▽
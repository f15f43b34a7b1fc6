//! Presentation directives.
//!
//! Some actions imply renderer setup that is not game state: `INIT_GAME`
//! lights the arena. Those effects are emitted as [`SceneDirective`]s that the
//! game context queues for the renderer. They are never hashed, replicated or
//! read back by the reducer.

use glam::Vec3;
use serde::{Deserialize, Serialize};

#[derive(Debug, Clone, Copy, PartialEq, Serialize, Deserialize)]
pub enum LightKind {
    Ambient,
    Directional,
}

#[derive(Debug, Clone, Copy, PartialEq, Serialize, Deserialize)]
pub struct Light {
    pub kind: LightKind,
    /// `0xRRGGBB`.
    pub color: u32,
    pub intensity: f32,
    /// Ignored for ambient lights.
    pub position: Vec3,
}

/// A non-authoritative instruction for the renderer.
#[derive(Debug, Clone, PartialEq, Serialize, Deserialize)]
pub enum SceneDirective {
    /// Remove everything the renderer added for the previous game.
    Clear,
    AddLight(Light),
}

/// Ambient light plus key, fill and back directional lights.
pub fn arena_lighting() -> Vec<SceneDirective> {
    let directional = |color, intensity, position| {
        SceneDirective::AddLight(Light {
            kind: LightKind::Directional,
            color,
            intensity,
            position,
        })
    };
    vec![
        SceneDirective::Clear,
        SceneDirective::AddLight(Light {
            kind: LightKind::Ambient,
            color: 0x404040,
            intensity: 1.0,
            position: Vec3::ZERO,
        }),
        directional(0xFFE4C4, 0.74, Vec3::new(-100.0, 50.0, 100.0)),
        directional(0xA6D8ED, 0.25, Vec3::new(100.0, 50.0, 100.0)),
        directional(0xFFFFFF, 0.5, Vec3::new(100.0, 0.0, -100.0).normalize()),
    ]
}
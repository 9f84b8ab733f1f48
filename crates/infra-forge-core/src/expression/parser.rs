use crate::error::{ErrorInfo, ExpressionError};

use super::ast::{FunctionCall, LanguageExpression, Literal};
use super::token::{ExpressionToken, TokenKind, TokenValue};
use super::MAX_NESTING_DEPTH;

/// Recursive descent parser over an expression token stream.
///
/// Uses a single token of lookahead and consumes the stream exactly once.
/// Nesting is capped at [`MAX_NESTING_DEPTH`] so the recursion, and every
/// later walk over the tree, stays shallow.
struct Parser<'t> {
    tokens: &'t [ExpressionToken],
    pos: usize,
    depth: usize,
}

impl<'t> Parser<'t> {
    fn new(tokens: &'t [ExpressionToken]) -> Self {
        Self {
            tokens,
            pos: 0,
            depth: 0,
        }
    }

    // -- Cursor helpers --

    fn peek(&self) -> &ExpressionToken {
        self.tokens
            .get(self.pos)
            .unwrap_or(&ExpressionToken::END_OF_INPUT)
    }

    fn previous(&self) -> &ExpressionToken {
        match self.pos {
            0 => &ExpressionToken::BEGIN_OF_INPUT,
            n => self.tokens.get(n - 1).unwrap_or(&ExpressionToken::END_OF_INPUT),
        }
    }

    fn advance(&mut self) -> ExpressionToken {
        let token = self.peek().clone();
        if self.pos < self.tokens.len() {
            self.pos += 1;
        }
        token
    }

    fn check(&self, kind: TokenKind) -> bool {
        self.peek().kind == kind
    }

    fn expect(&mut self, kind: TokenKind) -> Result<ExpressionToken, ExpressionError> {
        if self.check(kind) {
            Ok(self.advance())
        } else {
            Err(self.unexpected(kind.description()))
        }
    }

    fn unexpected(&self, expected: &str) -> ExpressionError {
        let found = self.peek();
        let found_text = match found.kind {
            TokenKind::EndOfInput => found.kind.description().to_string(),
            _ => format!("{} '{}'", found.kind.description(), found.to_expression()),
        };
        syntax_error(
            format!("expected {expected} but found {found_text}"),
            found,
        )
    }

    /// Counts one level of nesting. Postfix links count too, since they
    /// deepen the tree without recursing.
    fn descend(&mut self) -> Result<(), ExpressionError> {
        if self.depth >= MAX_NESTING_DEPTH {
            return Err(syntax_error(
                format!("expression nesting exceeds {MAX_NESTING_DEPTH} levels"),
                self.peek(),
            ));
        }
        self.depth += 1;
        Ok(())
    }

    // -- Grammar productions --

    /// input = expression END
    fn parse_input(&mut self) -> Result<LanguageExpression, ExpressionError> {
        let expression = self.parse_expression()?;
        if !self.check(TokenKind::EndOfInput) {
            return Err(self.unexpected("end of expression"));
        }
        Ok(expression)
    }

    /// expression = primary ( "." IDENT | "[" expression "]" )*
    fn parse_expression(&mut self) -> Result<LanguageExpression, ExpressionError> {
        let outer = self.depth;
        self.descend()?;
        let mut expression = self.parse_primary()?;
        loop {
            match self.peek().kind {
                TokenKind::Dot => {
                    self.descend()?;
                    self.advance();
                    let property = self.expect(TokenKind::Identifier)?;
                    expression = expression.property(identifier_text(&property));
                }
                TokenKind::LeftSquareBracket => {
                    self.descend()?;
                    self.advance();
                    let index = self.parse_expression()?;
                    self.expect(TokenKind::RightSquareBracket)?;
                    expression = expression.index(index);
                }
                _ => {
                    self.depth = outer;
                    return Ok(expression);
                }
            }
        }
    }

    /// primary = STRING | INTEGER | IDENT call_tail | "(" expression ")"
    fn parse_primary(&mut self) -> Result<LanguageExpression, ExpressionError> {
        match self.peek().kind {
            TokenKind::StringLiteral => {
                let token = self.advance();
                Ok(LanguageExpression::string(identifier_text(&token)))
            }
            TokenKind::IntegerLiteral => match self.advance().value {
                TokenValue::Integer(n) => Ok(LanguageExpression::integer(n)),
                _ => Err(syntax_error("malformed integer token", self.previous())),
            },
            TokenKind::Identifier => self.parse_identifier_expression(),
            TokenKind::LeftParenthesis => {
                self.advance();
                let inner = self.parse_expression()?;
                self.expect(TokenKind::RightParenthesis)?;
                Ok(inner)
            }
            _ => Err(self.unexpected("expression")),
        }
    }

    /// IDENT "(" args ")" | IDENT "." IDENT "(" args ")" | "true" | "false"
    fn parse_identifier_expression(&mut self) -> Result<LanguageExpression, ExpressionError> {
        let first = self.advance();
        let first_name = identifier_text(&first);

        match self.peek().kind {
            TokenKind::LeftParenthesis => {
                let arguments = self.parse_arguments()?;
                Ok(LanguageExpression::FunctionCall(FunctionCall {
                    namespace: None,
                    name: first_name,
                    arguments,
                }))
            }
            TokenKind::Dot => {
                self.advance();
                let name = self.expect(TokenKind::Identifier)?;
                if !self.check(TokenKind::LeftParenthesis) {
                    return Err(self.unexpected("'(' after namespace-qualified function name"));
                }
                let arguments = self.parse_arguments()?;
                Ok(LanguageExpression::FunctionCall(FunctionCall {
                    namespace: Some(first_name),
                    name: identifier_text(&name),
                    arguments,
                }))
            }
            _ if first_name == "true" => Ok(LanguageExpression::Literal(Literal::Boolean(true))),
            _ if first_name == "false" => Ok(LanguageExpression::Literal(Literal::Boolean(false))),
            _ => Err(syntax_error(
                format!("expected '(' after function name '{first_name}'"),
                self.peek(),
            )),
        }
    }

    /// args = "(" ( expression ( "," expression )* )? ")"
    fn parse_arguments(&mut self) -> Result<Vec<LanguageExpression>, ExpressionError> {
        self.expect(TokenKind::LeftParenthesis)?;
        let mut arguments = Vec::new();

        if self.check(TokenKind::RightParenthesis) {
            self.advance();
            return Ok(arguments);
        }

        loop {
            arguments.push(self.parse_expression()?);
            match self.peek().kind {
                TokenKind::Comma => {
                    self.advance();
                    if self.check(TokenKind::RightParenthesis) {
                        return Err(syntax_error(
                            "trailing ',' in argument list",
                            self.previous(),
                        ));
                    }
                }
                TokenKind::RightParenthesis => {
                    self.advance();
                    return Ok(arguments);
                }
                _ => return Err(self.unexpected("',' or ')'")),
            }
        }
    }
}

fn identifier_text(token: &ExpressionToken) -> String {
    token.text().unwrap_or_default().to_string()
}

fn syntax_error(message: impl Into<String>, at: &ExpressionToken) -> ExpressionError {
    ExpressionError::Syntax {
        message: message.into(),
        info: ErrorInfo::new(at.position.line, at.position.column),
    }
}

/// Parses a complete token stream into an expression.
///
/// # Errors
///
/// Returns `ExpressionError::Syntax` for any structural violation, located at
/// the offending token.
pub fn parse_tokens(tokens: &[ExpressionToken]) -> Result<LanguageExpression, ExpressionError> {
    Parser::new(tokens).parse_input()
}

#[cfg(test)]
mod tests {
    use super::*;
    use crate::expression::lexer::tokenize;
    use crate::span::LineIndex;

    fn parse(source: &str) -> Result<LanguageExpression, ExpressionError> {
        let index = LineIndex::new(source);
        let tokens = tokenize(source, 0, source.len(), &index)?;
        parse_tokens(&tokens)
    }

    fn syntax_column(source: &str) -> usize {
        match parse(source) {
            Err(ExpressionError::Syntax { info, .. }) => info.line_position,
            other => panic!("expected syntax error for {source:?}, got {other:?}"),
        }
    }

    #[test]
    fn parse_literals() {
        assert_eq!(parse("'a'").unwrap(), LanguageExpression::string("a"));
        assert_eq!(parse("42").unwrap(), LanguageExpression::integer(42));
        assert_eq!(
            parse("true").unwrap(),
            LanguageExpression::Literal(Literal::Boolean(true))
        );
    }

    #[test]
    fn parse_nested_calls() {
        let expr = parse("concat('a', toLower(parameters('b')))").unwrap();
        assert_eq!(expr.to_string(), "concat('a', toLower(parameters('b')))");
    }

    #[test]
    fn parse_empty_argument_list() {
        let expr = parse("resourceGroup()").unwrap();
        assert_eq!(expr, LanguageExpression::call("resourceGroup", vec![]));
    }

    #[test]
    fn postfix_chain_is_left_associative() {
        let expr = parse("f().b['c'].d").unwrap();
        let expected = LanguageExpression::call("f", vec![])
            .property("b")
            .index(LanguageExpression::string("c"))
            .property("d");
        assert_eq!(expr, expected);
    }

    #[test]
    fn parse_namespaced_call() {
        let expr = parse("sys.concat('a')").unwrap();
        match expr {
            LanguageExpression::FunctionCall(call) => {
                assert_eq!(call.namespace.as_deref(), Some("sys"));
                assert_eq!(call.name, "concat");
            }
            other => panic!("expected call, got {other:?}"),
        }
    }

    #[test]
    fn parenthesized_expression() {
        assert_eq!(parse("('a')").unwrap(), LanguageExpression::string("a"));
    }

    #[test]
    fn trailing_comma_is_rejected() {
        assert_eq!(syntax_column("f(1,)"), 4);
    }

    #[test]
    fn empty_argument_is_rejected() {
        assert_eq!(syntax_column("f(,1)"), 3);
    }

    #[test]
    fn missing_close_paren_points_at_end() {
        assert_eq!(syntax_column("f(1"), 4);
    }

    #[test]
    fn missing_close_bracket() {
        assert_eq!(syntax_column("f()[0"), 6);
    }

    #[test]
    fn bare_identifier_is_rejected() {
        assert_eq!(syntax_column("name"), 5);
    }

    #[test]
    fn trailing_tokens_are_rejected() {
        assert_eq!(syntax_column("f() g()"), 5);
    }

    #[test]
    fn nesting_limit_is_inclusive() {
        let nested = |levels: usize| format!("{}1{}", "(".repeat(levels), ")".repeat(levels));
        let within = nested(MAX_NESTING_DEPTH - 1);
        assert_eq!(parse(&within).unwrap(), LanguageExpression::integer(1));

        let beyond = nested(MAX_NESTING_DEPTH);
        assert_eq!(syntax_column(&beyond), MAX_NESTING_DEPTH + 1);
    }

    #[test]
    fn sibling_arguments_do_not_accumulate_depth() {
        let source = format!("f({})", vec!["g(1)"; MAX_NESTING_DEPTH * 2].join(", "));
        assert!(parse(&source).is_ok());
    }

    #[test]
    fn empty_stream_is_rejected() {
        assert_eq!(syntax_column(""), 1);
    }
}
△
▽
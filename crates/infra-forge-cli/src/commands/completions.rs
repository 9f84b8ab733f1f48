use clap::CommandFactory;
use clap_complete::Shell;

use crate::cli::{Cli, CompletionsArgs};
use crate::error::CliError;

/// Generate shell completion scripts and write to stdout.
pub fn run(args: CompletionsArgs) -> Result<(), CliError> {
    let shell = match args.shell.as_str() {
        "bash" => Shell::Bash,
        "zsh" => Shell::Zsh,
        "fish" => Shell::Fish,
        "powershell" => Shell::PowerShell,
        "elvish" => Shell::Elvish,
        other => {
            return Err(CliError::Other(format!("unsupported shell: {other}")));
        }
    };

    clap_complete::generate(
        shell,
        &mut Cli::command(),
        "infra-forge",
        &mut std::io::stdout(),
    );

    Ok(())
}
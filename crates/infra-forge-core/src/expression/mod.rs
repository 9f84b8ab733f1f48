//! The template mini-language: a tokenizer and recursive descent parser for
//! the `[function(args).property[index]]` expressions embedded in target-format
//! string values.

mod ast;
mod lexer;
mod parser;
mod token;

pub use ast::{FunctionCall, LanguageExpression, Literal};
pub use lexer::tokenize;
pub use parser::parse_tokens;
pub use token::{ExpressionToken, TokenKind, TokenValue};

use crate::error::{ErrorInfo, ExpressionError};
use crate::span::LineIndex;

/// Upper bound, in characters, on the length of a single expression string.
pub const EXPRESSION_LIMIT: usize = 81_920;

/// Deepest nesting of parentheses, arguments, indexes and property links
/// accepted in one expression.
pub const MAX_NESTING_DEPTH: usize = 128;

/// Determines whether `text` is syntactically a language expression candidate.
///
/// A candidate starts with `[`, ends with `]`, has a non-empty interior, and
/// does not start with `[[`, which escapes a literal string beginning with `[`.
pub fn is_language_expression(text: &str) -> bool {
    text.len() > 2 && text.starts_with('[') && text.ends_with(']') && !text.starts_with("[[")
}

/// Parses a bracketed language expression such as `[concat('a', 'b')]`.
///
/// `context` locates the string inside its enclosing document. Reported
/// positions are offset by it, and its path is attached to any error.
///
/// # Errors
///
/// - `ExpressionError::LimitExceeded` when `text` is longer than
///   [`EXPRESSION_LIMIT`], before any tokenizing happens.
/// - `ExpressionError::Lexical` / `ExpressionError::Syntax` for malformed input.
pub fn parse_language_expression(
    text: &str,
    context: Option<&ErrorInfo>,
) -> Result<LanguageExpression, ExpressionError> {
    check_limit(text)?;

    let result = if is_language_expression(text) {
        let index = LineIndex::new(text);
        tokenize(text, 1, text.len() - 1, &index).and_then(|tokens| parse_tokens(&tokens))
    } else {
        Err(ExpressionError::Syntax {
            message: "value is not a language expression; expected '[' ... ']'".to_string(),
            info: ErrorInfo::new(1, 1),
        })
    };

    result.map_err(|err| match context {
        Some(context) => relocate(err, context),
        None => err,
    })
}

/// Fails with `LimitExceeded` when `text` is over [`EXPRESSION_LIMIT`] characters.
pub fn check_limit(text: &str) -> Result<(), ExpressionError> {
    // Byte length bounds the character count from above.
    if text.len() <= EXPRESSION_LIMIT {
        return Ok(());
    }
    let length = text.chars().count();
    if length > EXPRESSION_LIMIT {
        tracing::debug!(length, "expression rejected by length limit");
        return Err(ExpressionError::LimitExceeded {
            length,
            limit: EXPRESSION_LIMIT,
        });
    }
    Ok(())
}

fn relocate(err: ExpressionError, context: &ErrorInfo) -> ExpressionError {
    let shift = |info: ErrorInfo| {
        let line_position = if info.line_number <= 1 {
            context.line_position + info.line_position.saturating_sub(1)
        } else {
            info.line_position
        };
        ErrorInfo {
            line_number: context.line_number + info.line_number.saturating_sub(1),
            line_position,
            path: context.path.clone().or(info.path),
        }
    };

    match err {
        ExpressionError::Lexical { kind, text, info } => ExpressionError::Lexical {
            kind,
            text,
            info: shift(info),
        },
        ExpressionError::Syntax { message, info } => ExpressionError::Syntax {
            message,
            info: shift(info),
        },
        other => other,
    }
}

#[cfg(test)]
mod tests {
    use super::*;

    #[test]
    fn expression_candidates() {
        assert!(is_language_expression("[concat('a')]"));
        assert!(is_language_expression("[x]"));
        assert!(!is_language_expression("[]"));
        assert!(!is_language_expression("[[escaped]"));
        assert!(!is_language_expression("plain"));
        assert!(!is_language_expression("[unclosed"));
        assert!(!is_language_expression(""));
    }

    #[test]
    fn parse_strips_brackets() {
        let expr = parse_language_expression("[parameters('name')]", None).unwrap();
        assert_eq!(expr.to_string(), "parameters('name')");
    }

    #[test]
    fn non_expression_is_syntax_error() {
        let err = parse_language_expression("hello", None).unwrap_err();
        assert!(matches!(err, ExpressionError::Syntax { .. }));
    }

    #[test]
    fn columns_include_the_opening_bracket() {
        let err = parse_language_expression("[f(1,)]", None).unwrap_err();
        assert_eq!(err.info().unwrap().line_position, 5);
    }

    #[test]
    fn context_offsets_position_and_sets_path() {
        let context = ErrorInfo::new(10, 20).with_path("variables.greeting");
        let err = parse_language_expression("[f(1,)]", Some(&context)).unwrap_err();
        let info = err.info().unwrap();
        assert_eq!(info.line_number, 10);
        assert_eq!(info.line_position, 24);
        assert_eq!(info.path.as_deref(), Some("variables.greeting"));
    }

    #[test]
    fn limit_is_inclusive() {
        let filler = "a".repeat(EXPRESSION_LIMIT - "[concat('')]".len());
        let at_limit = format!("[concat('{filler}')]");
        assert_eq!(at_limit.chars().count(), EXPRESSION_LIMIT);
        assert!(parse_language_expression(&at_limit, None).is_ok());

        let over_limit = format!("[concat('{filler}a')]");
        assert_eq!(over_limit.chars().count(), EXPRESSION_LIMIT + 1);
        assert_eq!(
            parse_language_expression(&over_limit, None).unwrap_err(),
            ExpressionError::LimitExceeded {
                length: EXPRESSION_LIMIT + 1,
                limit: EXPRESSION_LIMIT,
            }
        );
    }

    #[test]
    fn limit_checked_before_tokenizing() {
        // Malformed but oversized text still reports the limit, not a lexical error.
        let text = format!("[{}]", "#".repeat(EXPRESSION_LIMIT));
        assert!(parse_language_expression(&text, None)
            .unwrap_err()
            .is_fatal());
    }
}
△
▽
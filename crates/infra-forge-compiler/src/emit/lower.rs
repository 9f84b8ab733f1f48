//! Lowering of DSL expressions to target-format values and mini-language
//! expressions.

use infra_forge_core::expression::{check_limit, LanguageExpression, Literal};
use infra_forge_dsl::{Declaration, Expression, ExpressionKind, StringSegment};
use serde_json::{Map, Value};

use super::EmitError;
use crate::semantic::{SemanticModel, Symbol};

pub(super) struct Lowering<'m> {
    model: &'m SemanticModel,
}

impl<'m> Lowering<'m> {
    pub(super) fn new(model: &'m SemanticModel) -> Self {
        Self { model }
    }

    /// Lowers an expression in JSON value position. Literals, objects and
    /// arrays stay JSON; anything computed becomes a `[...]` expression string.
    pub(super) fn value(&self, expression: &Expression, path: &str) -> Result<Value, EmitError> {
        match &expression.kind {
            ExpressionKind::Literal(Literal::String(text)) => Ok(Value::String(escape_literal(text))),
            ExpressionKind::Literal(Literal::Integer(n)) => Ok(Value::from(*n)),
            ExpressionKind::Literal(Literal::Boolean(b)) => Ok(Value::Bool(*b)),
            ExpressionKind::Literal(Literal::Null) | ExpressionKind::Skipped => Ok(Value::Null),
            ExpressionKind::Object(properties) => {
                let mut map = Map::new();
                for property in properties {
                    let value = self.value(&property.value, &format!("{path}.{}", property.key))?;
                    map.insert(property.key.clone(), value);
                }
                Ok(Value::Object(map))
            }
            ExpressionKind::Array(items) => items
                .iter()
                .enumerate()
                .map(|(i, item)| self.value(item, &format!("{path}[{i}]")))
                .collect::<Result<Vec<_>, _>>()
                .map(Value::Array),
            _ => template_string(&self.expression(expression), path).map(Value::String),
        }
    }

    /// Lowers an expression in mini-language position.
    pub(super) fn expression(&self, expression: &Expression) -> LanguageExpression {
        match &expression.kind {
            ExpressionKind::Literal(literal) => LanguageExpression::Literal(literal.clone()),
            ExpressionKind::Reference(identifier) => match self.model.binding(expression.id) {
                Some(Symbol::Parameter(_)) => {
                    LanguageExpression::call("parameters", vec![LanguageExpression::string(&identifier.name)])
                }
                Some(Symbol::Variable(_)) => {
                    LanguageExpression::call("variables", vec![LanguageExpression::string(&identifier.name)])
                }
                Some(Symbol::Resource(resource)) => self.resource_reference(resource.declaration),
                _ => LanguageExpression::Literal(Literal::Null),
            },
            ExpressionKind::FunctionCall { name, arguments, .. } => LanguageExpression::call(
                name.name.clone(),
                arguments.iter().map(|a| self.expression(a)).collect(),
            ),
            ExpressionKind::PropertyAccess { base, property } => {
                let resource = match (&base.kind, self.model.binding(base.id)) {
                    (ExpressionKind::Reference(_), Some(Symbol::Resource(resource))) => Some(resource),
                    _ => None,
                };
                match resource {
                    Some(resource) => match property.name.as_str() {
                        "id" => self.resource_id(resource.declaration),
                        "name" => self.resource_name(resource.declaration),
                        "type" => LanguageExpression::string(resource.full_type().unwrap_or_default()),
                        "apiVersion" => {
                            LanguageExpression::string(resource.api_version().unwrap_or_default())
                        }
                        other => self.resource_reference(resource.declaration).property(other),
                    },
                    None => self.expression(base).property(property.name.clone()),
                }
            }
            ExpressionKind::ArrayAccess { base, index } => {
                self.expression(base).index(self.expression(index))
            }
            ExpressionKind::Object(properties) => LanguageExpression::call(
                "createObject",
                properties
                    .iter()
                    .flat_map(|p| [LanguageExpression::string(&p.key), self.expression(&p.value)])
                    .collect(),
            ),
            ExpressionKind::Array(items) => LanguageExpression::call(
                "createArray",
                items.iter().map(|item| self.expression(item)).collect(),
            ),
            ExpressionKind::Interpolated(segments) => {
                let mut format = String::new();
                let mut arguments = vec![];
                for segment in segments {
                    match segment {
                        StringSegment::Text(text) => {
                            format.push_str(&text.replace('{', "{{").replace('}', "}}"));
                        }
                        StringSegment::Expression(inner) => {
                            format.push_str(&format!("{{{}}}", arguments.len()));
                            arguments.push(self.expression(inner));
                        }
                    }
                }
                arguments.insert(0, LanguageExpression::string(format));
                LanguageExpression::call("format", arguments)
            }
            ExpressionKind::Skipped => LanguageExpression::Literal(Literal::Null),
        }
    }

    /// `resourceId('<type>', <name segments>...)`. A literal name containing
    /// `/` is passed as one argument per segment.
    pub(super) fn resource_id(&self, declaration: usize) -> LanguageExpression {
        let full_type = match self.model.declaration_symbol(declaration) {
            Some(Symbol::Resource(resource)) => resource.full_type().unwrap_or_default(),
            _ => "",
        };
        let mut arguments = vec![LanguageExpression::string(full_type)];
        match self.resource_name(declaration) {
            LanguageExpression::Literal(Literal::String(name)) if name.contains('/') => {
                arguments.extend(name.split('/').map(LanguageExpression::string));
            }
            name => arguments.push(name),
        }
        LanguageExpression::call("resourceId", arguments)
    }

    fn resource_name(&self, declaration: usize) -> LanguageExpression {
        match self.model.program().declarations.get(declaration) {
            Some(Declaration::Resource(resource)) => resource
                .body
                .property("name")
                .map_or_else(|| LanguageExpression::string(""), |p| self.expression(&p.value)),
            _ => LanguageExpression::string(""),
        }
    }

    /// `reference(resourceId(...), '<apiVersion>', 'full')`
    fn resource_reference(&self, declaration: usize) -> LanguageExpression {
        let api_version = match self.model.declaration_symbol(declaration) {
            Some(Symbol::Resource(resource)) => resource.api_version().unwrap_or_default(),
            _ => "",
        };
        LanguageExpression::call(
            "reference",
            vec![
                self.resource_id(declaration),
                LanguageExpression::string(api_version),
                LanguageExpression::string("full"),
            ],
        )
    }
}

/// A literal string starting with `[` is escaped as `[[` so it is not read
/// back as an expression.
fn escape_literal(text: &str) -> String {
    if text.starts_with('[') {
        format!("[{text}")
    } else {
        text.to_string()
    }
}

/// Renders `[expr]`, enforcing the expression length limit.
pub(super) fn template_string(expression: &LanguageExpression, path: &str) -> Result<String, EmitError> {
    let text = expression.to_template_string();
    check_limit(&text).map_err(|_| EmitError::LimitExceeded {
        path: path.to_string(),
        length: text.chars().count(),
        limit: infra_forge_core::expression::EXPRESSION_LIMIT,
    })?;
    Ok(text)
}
△
■ **What is expected**: Tally, across the records, each line that contains the word "const", and answer with nothing except the count.

■ **Written response**: 2